The Cleansing

He works three shifts,
while she carries out the chores.
He said this is what was right,
in a dignified household.

Alas! Her father’s wish to see her become a doctor went in vain,
for she was married at seventeen
only to never leave the house ever again.

Her mother says a girl’s shyness is innate,
“She is born to serve her prospective partner”,
a partner who refuses to acknowledge
her perspective or the thoughts she harbours.

He took her to his parent’s home,
to welcome their new daughter.
But all they could see was an underage slave,
the moment they lay their eyes on her.

They couldn’t stand a woman educated, literate.
They couldn’t trust a woman with intellect;
hence all she was given were stained metal plates,
which she was simply asked to scrape.

Exceptions were made for when she must leave the house,
only to shop for domestic tasks.
If you were to spot her in the market with her spouse,
she might appear a daughter, him the patriarch.

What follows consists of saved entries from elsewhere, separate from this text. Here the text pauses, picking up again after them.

use sdp::SessionDescription;
use serde::{Deserialize, Serialize};
use shared::error::Result;

use super::sdp_type::RTCSdpType;

/// A typed session description, as exchanged over the embedder's
/// signaling transport.
///
/// The constructors parse `sdp` eagerly, so a successfully built
/// value is known to satisfy the dialect.
#[derive(Default, Debug, Clone, Serialize, Deserialize)]
pub struct RTCSessionDescription {
    #[serde(rename = "type")]
    pub sdp_type: RTCSdpType,

    pub sdp: String,

    /// Parsed form, populated by the constructors. Descriptions built
    /// through serde deserialize lazily via [`Self::parsed`].
    #[serde(skip)]
    pub(crate) parsed_cache: Option<SessionDescription>,
}

impl RTCSessionDescription {
    /// Builds an offer description, validating the SDP body.
    pub fn offer(sdp: String) -> Result<RTCSessionDescription> {
        Self::new(sdp, RTCSdpType::Offer)
    }

    /// Builds a provisional-answer description, validating the SDP body.
    pub fn pranswer(sdp: String) -> Result<RTCSessionDescription> {
        Self::new(sdp, RTCSdpType::Pranswer)
    }

    /// Builds an answer description, validating the SDP body.
    pub fn answer(sdp: String) -> Result<RTCSessionDescription> {
        Self::new(sdp, RTCSdpType::Answer)
    }

    fn new(sdp: String, sdp_type: RTCSdpType) -> Result<RTCSessionDescription> {
        let parsed = SessionDescription::unmarshal(&sdp)?;
        Ok(RTCSessionDescription {
            sdp_type,
            sdp,
            parsed_cache: Some(parsed),
        })
    }

    /// The parsed form of `sdp`, reparsing if this value did not come
    /// from a constructor.
    pub fn parsed(&self) -> Result<SessionDescription> {
        match &self.parsed_cache {
            Some(parsed) => Ok(parsed.clone()),
            None => SessionDescription::unmarshal(&self.sdp),
        }
    }
}

impl PartialEq for RTCSessionDescription {
    fn eq(&self, other: &Self) -> bool {
        self.sdp_type == other.sdp_type && self.sdp == other.sdp
    }
}

#[cfg(test)]
mod test {
    use super::*;
    use shared::error::Error;

    const MINIMAL_OFFER: &str = "v=0\n\
        o=- 4242 2 IN IP4 127.0.0.1\n\
        s=-\n\
        t=0 0\n\
        m=video 9 UDP/TLS/RTP/SAVPF 102\n\
        a=ice-ufrag:abcd\n\
        a=ice-pwd:abcdefghijklmnopqrstuvwx\n\
        a=rtpmap:102 H264/90000\n";

    #[test]
    fn test_constructors_parse_eagerly() {
        let desc = RTCSessionDescription::offer(MINIMAL_OFFER.to_string()).unwrap();
        assert_eq!(desc.sdp_type, RTCSdpType::Offer);
        let parsed = desc.parsed().unwrap();
        assert_eq!(parsed.origin.session_id, "4242");
        assert!(parsed.video.is_some());

        let result = RTCSessionDescription::answer("v=1\n".to_string());
        assert_eq!(result.unwrap_err(), Error::ErrSdpMalformedVersion);
    }

    #[test]
    fn test_serde_round_trip() {
        let desc = RTCSessionDescription::answer(MINIMAL_OFFER.to_string()).unwrap();
        let json = serde_json::to_string(&desc).unwrap();
        assert!(json.contains("\"type\":\"answer\""));

        let back: RTCSessionDescription = serde_json::from_str(&json).unwrap();
        assert_eq!(back, desc);
        // deserialized values reparse on demand
        assert!(back.parsed_cache.is_none());
        assert!(back.parsed().is_ok());
    }
}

Two months in the hell-hole she languished,
longing for warmth in her synthetic family.
Her appearance, now frail and debilitated,
her academic laurels, now a mockery.

Then the day came,
when he longed for his kin to expand.
The lass, protecting her dignity,
grabbed her husband’s lascivious hands.

Her objection took him by surprise.

He clutched her cadaverous frame,
his eyes locked on the floor she mopped,
where a bleach bottle whispered his name.
What happened next, couldn’t be stopped.

He heard it; his eyes glistened,
She knew what was next: a facial explosive.
For him, it was the social cleansing,
where her tears were the only non-corrosive.

She roared,
the earth felt a chasm.
She screamed,
acres afar.
He carried on till she became carrion,
till her face fell into her hands, charred.

Her youth fled with her melting flesh,
now one with the fumes.
The air, pungent with vengeance,
the air her lungs consumed.

He fled; certain of what was to come,
and she lay there, accepting her fate.
As her figure turned into scum,
the angel of a domestic help came to her aid.

She opens her eyes, three days later
to find teal and tubes in her midst.
Her hazy eyes stare at her scarred arms
where wedding henna once adorned her wrists.

“Marriages are prone to ache,”
the words of her mother she recalled.
“A good wife must bear the heartbreak.”
Wait, even when your husband disowns you in an ICU ward?